Task prompt:
Produce again, without any change, the lines running from the one with "enough and carrying" through the final line of the data below, and only those.

────

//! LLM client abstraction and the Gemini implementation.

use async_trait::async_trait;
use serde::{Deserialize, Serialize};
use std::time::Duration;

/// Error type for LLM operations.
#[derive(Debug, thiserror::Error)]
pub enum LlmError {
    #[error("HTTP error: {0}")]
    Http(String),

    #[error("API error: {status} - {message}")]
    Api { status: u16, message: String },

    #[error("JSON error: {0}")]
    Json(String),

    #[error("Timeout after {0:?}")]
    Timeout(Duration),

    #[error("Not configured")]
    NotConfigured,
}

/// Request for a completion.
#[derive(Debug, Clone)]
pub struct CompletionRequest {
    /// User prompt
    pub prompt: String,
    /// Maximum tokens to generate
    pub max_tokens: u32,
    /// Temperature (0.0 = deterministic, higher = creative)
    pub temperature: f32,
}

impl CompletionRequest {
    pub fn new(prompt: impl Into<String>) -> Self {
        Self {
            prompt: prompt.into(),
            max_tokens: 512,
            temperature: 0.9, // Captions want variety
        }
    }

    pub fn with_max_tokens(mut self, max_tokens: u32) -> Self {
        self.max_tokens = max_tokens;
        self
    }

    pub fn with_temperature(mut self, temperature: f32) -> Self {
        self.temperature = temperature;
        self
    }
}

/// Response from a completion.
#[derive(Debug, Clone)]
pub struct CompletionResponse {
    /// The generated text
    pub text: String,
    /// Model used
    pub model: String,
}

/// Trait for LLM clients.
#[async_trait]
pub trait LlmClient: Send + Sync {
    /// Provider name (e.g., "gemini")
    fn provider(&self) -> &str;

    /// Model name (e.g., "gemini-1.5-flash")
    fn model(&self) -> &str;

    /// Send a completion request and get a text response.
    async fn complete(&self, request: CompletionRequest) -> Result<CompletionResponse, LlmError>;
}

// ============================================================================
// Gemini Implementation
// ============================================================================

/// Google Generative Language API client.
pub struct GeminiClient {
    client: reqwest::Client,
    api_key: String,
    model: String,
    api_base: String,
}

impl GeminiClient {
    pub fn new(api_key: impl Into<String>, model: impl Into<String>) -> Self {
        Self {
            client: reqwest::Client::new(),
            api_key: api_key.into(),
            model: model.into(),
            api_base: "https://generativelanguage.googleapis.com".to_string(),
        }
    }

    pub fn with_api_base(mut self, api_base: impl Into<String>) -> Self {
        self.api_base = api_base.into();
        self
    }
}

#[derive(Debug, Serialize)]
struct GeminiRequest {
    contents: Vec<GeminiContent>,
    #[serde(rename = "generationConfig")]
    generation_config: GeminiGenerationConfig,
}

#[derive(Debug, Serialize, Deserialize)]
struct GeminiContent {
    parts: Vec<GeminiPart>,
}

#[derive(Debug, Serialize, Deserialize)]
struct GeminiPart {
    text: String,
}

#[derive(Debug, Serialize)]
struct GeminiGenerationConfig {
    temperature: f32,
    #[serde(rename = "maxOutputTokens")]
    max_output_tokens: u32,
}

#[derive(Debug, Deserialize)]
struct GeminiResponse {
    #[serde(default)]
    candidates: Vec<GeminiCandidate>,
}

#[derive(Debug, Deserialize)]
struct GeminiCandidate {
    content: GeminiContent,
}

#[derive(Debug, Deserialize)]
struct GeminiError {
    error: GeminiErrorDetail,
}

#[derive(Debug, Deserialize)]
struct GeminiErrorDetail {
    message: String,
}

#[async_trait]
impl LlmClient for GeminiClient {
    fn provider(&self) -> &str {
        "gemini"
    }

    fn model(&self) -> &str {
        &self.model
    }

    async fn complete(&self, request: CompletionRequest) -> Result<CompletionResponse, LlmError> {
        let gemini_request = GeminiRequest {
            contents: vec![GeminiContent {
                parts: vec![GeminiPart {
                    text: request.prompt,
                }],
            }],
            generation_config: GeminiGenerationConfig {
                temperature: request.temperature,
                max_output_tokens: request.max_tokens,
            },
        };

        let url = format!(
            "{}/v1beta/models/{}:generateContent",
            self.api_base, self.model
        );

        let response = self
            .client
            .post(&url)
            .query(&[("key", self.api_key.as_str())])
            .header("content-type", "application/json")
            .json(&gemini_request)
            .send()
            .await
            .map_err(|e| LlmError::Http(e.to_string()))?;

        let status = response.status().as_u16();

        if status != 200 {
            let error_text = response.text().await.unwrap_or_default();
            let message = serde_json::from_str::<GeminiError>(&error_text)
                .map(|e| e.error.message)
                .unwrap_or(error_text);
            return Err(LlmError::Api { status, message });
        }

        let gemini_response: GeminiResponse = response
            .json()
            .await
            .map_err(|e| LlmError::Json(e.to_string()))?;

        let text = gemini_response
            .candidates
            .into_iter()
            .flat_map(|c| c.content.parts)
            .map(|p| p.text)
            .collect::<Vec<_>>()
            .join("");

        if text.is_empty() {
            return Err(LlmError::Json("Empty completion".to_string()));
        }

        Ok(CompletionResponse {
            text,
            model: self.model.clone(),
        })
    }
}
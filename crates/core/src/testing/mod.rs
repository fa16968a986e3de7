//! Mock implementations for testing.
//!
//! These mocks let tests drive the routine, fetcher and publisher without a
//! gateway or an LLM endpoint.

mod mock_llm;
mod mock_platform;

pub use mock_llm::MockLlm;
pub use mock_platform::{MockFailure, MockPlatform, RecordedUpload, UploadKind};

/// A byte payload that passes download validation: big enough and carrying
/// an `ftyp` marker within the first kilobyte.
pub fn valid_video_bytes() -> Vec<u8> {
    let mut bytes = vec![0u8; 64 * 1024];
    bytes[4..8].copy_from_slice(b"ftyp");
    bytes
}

────

Exercise response:
/// A byte payload that passes download validation: big enough and carrying
/// an `ftyp` marker within the first kilobyte.
pub fn valid_video_bytes() -> Vec<u8> {
    let mut bytes = vec![0u8; 64 * 1024];
    bytes[4..8].copy_from_slice(b"ftyp");
    bytes
}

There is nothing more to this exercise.